The classical kinetic theory formulated by Svante Arrhenius in 1889 assumed that molecules must jump over energy barriers to react. However, quantum mechanics allows particles to 'tunnel' through these barriers with a certain probability. Studies by Klinman and colleagues show that at physiological temperature (37 degrees Celsius), the contribution of quantum tunnelling to enzyme reaction rates is between 10% and 50%, depending on the enzyme and substrate type. This means that the classical model is incomplete and needs to be revised. More astonishingly, researchers at the Max Planck Institute for Biophysical Chemistry found that certain enzymes like methane monooxygenase use multi-step quantum tunnelling to transfer electrons through long electron transport chains, a process that is impossible to explain by classical physics.

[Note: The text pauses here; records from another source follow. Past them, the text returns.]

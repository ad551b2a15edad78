//! # Payloads
//!
//! Message bodies are kept exactly as they arrived. JSON bodies stay as
//! their original text so that re-encoding a parsed frame reproduces it
//! byte for byte, and so signatures are computed over what the peer sent.

use bytes::Bytes;
use serde::de::{DeserializeOwned, IgnoredAny};
use serde::Serialize;
use std::fmt;
use thiserror::Error;

/// Errors converting between payloads and typed messages.
#[derive(Debug, Error)]
pub enum PayloadError {
    /// The payload is not valid JSON for the requested type.
    #[error("payload does not match the expected schema: {0}")]
    Schema(#[from] serde_json::Error),

    /// A typed view was requested of a binary payload.
    #[error("payload is binary, not JSON")]
    Binary,
}

#[derive(Clone)]
enum Body {
    Json(String),
    Binary(Bytes),
}

/// Body of a request, response, or error frame.
///
/// The variant also decides how the enclosing envelope is framed: JSON
/// payloads travel in text frames, binary payloads in binary frames.
#[derive(Clone)]
pub struct Payload(Body);

impl Payload {
    /// The empty JSON object, `{}`.
    #[must_use]
    pub fn empty() -> Self {
        Self(Body::Json("{}".to_string()))
    }

    /// Serialize a typed message into a JSON payload.
    pub fn from_serializable<T: Serialize + ?Sized>(value: &T) -> Result<Self, PayloadError> {
        Ok(Self(Body::Json(serde_json::to_string(value)?)))
    }

    /// Wrap existing JSON text. The text is validated but kept verbatim.
    pub fn from_json_str(json: impl Into<String>) -> Result<Self, PayloadError> {
        let json = json.into();
        serde_json::from_str::<IgnoredAny>(&json)?;
        Ok(Self(Body::Json(json)))
    }

    /// Wrap opaque bytes.
    #[must_use]
    pub fn binary(bytes: impl Into<Bytes>) -> Self {
        Self(Body::Binary(bytes.into()))
    }

    /// Text that the codec has already validated as a single JSON value.
    pub(crate) fn from_validated_json(json: String) -> Self {
        Self(Body::Json(json))
    }

    /// Deserialize the payload into a typed message.
    pub fn deserialize<T: DeserializeOwned>(&self) -> Result<T, PayloadError> {
        match &self.0 {
            Body::Json(json) => Ok(serde_json::from_str(json)?),
            Body::Binary(_) => Err(PayloadError::Binary),
        }
    }

    /// JSON text, if this is a JSON payload.
    #[must_use]
    pub fn as_json(&self) -> Option<&str> {
        match &self.0 {
            Body::Json(json) => Some(json),
            Body::Binary(_) => None,
        }
    }

    /// Binary content, if this is a binary payload.
    #[must_use]
    pub fn as_binary(&self) -> Option<&Bytes> {
        match &self.0 {
            Body::Json(_) => None,
            Body::Binary(bytes) => Some(bytes),
        }
    }

    /// Raw bytes of the payload regardless of representation.
    #[must_use]
    pub fn as_bytes(&self) -> &[u8] {
        match &self.0 {
            Body::Json(json) => json.as_bytes(),
            Body::Binary(bytes) => bytes,
        }
    }

    /// Whether this payload travels in a binary frame.
    #[must_use]
    pub fn is_binary(&self) -> bool {
        matches!(self.0, Body::Binary(_))
    }
}

impl Default for Payload {
    fn default() -> Self {
        Self::empty()
    }
}

impl PartialEq for Payload {
    fn eq(&self, other: &Self) -> bool {
        match (&self.0, &other.0) {
            (Body::Json(a), Body::Json(b)) => a == b,
            (Body::Binary(a), Body::Binary(b)) => a == b,
            _ => false,
        }
    }
}

impl Eq for Payload {}

impl fmt::Debug for Payload {
    fn fmt(&self, f: &mut fmt::Formatter<'_>) -> fmt::Result {
        match &self.0 {
            Body::Json(json) => write!(f, "Json({json})"),
            Body::Binary(bytes) => write!(f, "Binary({} bytes)", bytes.len()),
        }
    }
}

#[cfg(test)]
mod tests {
    use super::*;
    use serde::Deserialize;

    #[derive(Debug, Serialize, Deserialize, PartialEq)]
    #[serde(rename_all = "camelCase")]
    struct Heartbeat {
        current_time: String,
    }

    #[test]
    fn test_typed_round_trip() {
        let msg = Heartbeat {
            current_time: "2024-01-01T00:00:00Z".into(),
        };
        let payload = Payload::from_serializable(&msg).unwrap();
        assert_eq!(
            payload.as_json(),
            Some(r#"{"currentTime":"2024-01-01T00:00:00Z"}"#)
        );
        assert_eq!(payload.deserialize::<Heartbeat>().unwrap(), msg);
    }

    #[test]
    fn test_json_kept_verbatim() {
        let payload = Payload::from_json_str(r#"{ "b": 1,  "a": 2 }"#).unwrap();
        assert_eq!(payload.as_json(), Some(r#"{ "b": 1,  "a": 2 }"#));
    }

    #[test]
    fn test_invalid_json_rejected() {
        assert!(Payload::from_json_str("{not json").is_err());
        assert!(Payload::from_json_str("{} {}").is_err());
    }

    #[test]
    fn test_binary_payload() {
        let payload = Payload::binary(vec![1u8, 2, 3]);
        assert!(payload.is_binary());
        assert_eq!(payload.as_bytes(), &[1, 2, 3]);
        assert!(matches!(
            payload.deserialize::<Heartbeat>(),
            Err(PayloadError::Binary)
        ));
    }

    #[test]
    fn test_equality_distinguishes_representation() {
        let json = Payload::from_json_str("{}").unwrap();
        let bin = Payload::binary(b"{}".to_vec());
        assert_eq!(json, Payload::empty());
        assert_ne!(json, bin);
    }
}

Future Applications: Designing Artificial Enzymes and Quantum Technology

This discovery opens up opportunities to design artificial enzymes that exploit quantum tunnelling optimally. Scientists at the Massachusetts Institute of Technology (MIT) have begun developing synthetic enzymes with tailored active sites to maximize the probability of quantum tunnelling. These artificial enzymes have the potential to be used in biofuel industries to break down lignin more efficiently, in medicine to produce more specific drugs, and in carbon capture technology to accelerate the conversion of CO2 into useful materials. Furthermore, understanding quantum tunnelling in enzymes can be applied to the development of biological quantum computers, where protein molecules are used as qubits for quantum information processing. Although still in its early stages, the field of 'quantum enzymeology' is expected to become one of the most important frontiers of research in the coming decade.

Conclusion: A New Frontier in Quantum Biology

The discovery of quantum tunnelling in enzymes not only challenges classical biology dogma but also reveals that life at the molecular level is more strange and sophisticated than we imagined. It reminds us that the quantum world and biological systems are not separate; rather, quantum mechanics plays a crucial role in the fundamental functions of life. Further research is needed to understand how enzymes coordinate molecular vibrations with quantum effects to achieve extraordinary efficiency. However, one thing is certain: we have only scratched the surface of the mystery of how life exploits quantum laws to exist and evolve.